# What happens if I replace a *unique natural number* that form a commutative Monoid with *the set of integers* Z that form a commutative Ring? [closed]

In mathematical logic, a Gödel numbering is a function that assigns to each symbol and well-formed formula of some formal language a unique natural number, called its Gödel number. The concept was used by Kurt Gödel for the proof of his incompleteness theorems. (Gödel 1931)

The natural numbers, N, form a commutative monoid under addition (identity element zero), or multiplication (identity element one). A submonoid of N under addition is called a numerical monoid.
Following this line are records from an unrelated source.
mod common;

use common::*;
use groundcore::catalog::LimitThresholds;
use groundcore::limits::{IgnoredItem, LimitsEventKind, LimitsSettings, LimitsState, OverallState};
use groundcore::topic::limits_events_topic;
use groundcore::{GroundAgent, Value};

fn temp1(agent: &GroundAgent, value: i64) -> Option<LimitsState> {
    publish(agent, "HEALTH_STATUS", &[("TEMP1", Value::Int(value))]);
    agent.limits().state("INST", "HEALTH_STATUS", "TEMP1")
}

fn temp2(agent: &GroundAgent, value: i64) -> Option<LimitsState> {
    publish(agent, "HEALTH_STATUS", &[("TEMP2", Value::Int(value))]);
    agent.limits().state("INST", "HEALTH_STATUS", "TEMP2")
}

fn change_events(agent: &GroundAgent, item: &str) -> Vec<(Option<LimitsState>, LimitsState)> {
    agent
        .limits()
        .get_limits_events(Some(Default::default()), 1000)
        .unwrap()
        .into_iter()
        .filter_map(|(_, event)| match event.kind {
            LimitsEventKind::LimitsChange {
                item_name,
                old_limits_state,
                new_limits_state,
                ..
            } if item_name == item => Some((old_limits_state, new_limits_state)),
            _ => None,
        })
        .collect()
}

#[test]
fn test_threshold_classification() {
    let agent = agent();
    assert_eq!(temp1(&agent, -100), Some(LimitsState::RedLow));
    assert_eq!(temp1(&agent, -75), Some(LimitsState::YellowLow));
    assert_eq!(temp1(&agent, 0), Some(LimitsState::Green));
    assert_eq!(temp1(&agent, 70), Some(LimitsState::YellowHigh));
    assert_eq!(temp1(&agent, 90), Some(LimitsState::RedHigh));

    let events = change_events(&agent, "TEMP1");
    assert_eq!(events.len(), 5);
    assert_eq!(events[0], (None, LimitsState::RedLow));
    assert_eq!(events[4], (Some(LimitsState::YellowHigh), LimitsState::RedHigh));
}

#[test]
fn test_persistence_suppresses_chatter() {
    let agent = agent();
    assert_eq!(temp2(&agent, 0), None);
    assert_eq!(temp2(&agent, 0), None);
    assert_eq!(temp2(&agent, 0), Some(LimitsState::Green));
    assert_eq!(change_events(&agent, "TEMP2").len(), 1);

    // two readings out, then back: nothing latches
    assert_eq!(temp2(&agent, 70), Some(LimitsState::Green));
    assert_eq!(temp2(&agent, 70), Some(LimitsState::Green));
    assert_eq!(temp2(&agent, 0), Some(LimitsState::Green));
    assert_eq!(change_events(&agent, "TEMP2").len(), 1);

    // the counter restarted, so three more are needed
    assert_eq!(temp2(&agent, 70), Some(LimitsState::Green));
    assert_eq!(temp2(&agent, 70), Some(LimitsState::Green));
    assert_eq!(temp2(&agent, 70), Some(LimitsState::YellowHigh));
    assert_eq!(
        change_events(&agent, "TEMP2").last(),
        Some(&(Some(LimitsState::Green), LimitsState::YellowHigh))
    );
}

#[test]
fn test_state_colors_drive_limits() {
    let agent = agent();
    publish(&agent, "HEALTH_STATUS", &[("MODE", Value::Int(2))]);
    assert_eq!(
        agent.limits().state("INST", "HEALTH_STATUS", "MODE"),
        Some(LimitsState::Red)
    );
    publish(&agent, "HEALTH_STATUS", &[("MODE", Value::Int(1))]);
    assert_eq!(
        agent.limits().state("INST", "HEALTH_STATUS", "MODE"),
        Some(LimitsState::Green)
    );
}

#[test]
fn test_overall_state_and_ignore_list() {
    let agent = agent();
    assert_eq!(agent.limits().get_overall_limits_state(&[]), OverallState::Green);

    temp1(&agent, 70);
    assert_eq!(agent.limits().get_overall_limits_state(&[]), OverallState::Yellow);

    publish(&agent, "HEALTH_STATUS", &[("MODE", Value::Int(2))]);
    assert_eq!(agent.limits().get_overall_limits_state(&[]), OverallState::Red);
    assert_eq!(
        agent
            .limits()
            .get_overall_limits_state(&[IgnoredItem::item("INST", "HEALTH_STATUS", "MODE")]),
        OverallState::Yellow
    );
    assert_eq!(
        agent
            .limits()
            .get_overall_limits_state(&[IgnoredItem::packet("INST", "HEALTH_STATUS")]),
        OverallState::Green
    );

    let out = agent.limits().get_out_of_limits();
    assert_eq!(out.len(), 2);
    assert_eq!(out[0].0.item_name, "MODE");
    assert_eq!(out[1].1, LimitsState::YellowHigh);
}

#[test]
fn test_set_limits_round_trip() {
    let agent = agent();
    agent
        .limits()
        .set_limits(
            "INST",
            "HEALTH_STATUS",
            "TEMP1",
            LimitsSettings::new(LimitThresholds::new(0.0, 10.0, 20.0, 30.0)).in_set("DEFAULT"),
        )
        .unwrap();
    let limits = agent.limits().get_limits("INST", "HEALTH_STATUS", "TEMP1").unwrap();
    assert_eq!(limits["DEFAULT"], vec![0.0, 10.0, 20.0, 30.0]);
    assert_eq!(limits["TVAC"], vec![-80.0, -30.0, 30.0, 80.0]);

    // the new thresholds apply to the next reading
    assert_eq!(temp1(&agent, 25), Some(LimitsState::YellowHigh));

    agent
        .limits()
        .set_limits(
            "INST",
            "HEALTH_STATUS",
            "TEMP1",
            LimitsSettings::new(LimitThresholds::new(0.0, 10.0, 20.0, 30.0).with_green(12.0, 18.0)),
        )
        .unwrap();
    let limits = agent.limits().get_limits("INST", "HEALTH_STATUS", "TEMP1").unwrap();
    assert_eq!(limits["CUSTOM"], vec![0.0, 10.0, 20.0, 30.0, 12.0, 18.0]);
    assert!(agent.limits().get_limits_sets().contains(&"CUSTOM".to_string()));
}

#[test]
fn test_set_limits_validation() {
    let agent = agent();
    let err = agent
        .limits()
        .set_limits(
            "INST",
            "HEALTH_STATUS",
            "TEMP1",
            LimitsSettings::new(LimitThresholds::new(10.0, 0.0, 20.0, 30.0)),
        )
        .unwrap_err();
    assert!(err.to_string().contains("yellow limits are within red limits"));

    let err = agent
        .limits()
        .set_limits(
            "INST",
            "HEALTH_STATUS",
            "TEMP1",
            LimitsSettings::new(LimitThresholds::new(0.0, 10.0, 20.0, 30.0).with_green(5.0, 15.0)),
        )
        .unwrap_err();
    assert!(err.to_string().contains("green limits are within yellow limits"));

    assert!(agent
        .limits()
        .set_limits(
            "INST",
            "HEALTH_STATUS",
            "VOLTS",
            LimitsSettings::new(LimitThresholds::new(0.0, 10.0, 20.0, 30.0)),
        )
        .is_err());
    assert!(agent
        .limits()
        .set_limits(
            "INST",
            "HEALTH_STATUS",
            "NOPE",
            LimitsSettings::new(LimitThresholds::new(0.0, 10.0, 20.0, 30.0)),
        )
        .unwrap_err()
        .is_not_found());
}

#[test]
fn test_enable_disable_limits() {
    let agent = agent();
    temp1(&agent, 90);
    assert!(agent.limits().limits_enabled("INST", "HEALTH_STATUS", "TEMP1").unwrap());

    agent.limits().disable_limits("INST", "HEALTH_STATUS", "TEMP1").unwrap();
    assert!(!agent.limits().limits_enabled("INST", "HEALTH_STATUS", "TEMP1").unwrap());
    assert_eq!(
        agent.limits().state("INST", "HEALTH_STATUS", "TEMP1"),
        Some(LimitsState::Disabled)
    );
    assert_eq!(agent.limits().get_overall_limits_state(&[]), OverallState::Green);
    assert_eq!(
        change_events(&agent, "TEMP1").last(),
        Some(&(Some(LimitsState::RedHigh), LimitsState::Disabled))
    );

    // readings while disabled do not classify
    assert_eq!(temp1(&agent, -100), Some(LimitsState::Disabled));

    agent.limits().enable_limits("INST", "HEALTH_STATUS", "TEMP1").unwrap();
    assert_eq!(temp1(&agent, -100), Some(LimitsState::RedLow));

    assert!(agent
        .limits()
        .disable_limits("INST", "HEALTH_STATUS", "VOLTS")
        .is_err());
}

#[test]
fn test_limits_groups() {
    let agent = agent();
    let groups = agent.limits().get_limits_groups();
    assert_eq!(groups["INST_TEMPS"].len(), 2);

    agent.limits().disable_limits_group("inst_temps").unwrap();
    assert!(!agent.limits().limits_enabled("INST", "HEALTH_STATUS", "TEMP1").unwrap());
    assert!(!agent.limits().limits_enabled("INST", "HEALTH_STATUS", "TEMP2").unwrap());

    let enable_events = agent
        .limits()
        .get_limits_events(Some(Default::default()), 100)
        .unwrap()
        .into_iter()
        .filter(|(_, e)| matches!(e.kind, LimitsEventKind::LimitsEnableState { enabled: false, .. }))
        .count();
    assert_eq!(enable_events, 2);

    agent.limits().enable_limits_group("INST_TEMPS").unwrap();
    assert!(agent.limits().limits_enabled("INST", "HEALTH_STATUS", "TEMP2").unwrap());
    assert!(agent.limits().enable_limits_group("NOPE").unwrap_err().is_not_found());
}

#[test]
fn test_limits_set_switch_clears_pending_candidates() {
    let agent = agent();
    assert_eq!(agent.limits().get_limits_set(), "DEFAULT");
    assert_eq!(agent.limits().get_limits_sets(), vec!["DEFAULT".to_string(), "TVAC".to_string()]);

    assert_eq!(temp1(&agent, 40), Some(LimitsState::Green));
    agent.limits().set_limits_set("tvac").unwrap();
    assert_eq!(agent.limits().get_limits_set(), "TVAC");
    // latched state survives the switch until the next reading
    assert_eq!(
        agent.limits().state("INST", "HEALTH_STATUS", "TEMP1"),
        Some(LimitsState::Green)
    );
    assert_eq!(temp1(&agent, 40), Some(LimitsState::YellowHigh));

    for _ in 0..2 {
        temp2(&agent, 70);
    }
    agent.limits().set_limits_set("DEFAULT").unwrap();
    // TEMP2 has no TVAC row; its two pending readings were discarded
    assert_eq!(temp2(&agent, 70), None);
    assert_eq!(temp2(&agent, 70), None);
    assert_eq!(temp2(&agent, 70), Some(LimitsState::YellowHigh));

    assert!(agent.limits().set_limits_set("NOPE").unwrap_err().is_not_found());
}

#[test]
fn test_event_replay_is_idempotent() {
    let agent = agent();
    let start = agent.topics().last_offset(&limits_events_topic(SCOPE));
    temp1(&agent, 0);
    temp1(&agent, 70);
    temp1(&agent, 90);

    let first = agent.limits().get_limits_events(Some(start), 100).unwrap();
    assert_eq!(first.len(), 3);
    let again = agent.limits().get_limits_events(Some(start), 100).unwrap();
    assert_eq!(first, again);

    let after_first = agent.limits().get_limits_events(Some(first[0].0), 100).unwrap();
    assert_eq!(after_first.len(), 2);
    assert_eq!(after_first[0].0, first[1].0);

    let newest = agent.limits().get_limits_events(None, 100).unwrap();
    assert_eq!(newest.len(), 1);
    assert_eq!(newest[0].0, first[2].0);
    assert!(agent
        .limits()
        .get_limits_events(Some(first[2].0), 100)
        .unwrap()
        .is_empty());
    assert_eq!(agent.limits().get_limits_events(Some(start), 2).unwrap().len(), 2);
}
The positive integers, N ∖ {0}, form a commutative monoid under multiplication (identity element one).

The set of integers Z forms a commutative ring under addition and multiplication

What happens if I replace a unique natural number that form a commutative Monoid with the set of integers Z that form a commutative Ring ?

The more specific question should be: What happens if I use (not if I replace) a unique natural number that form a commutative Monoid as (not with) the set of integers Z that form a commutative Ring ?

Monoid $$\Rightarrow$$ Ring

P.S: I don't want replace formally but I do not want to really change, but to make it believe that it is as if I had replaced.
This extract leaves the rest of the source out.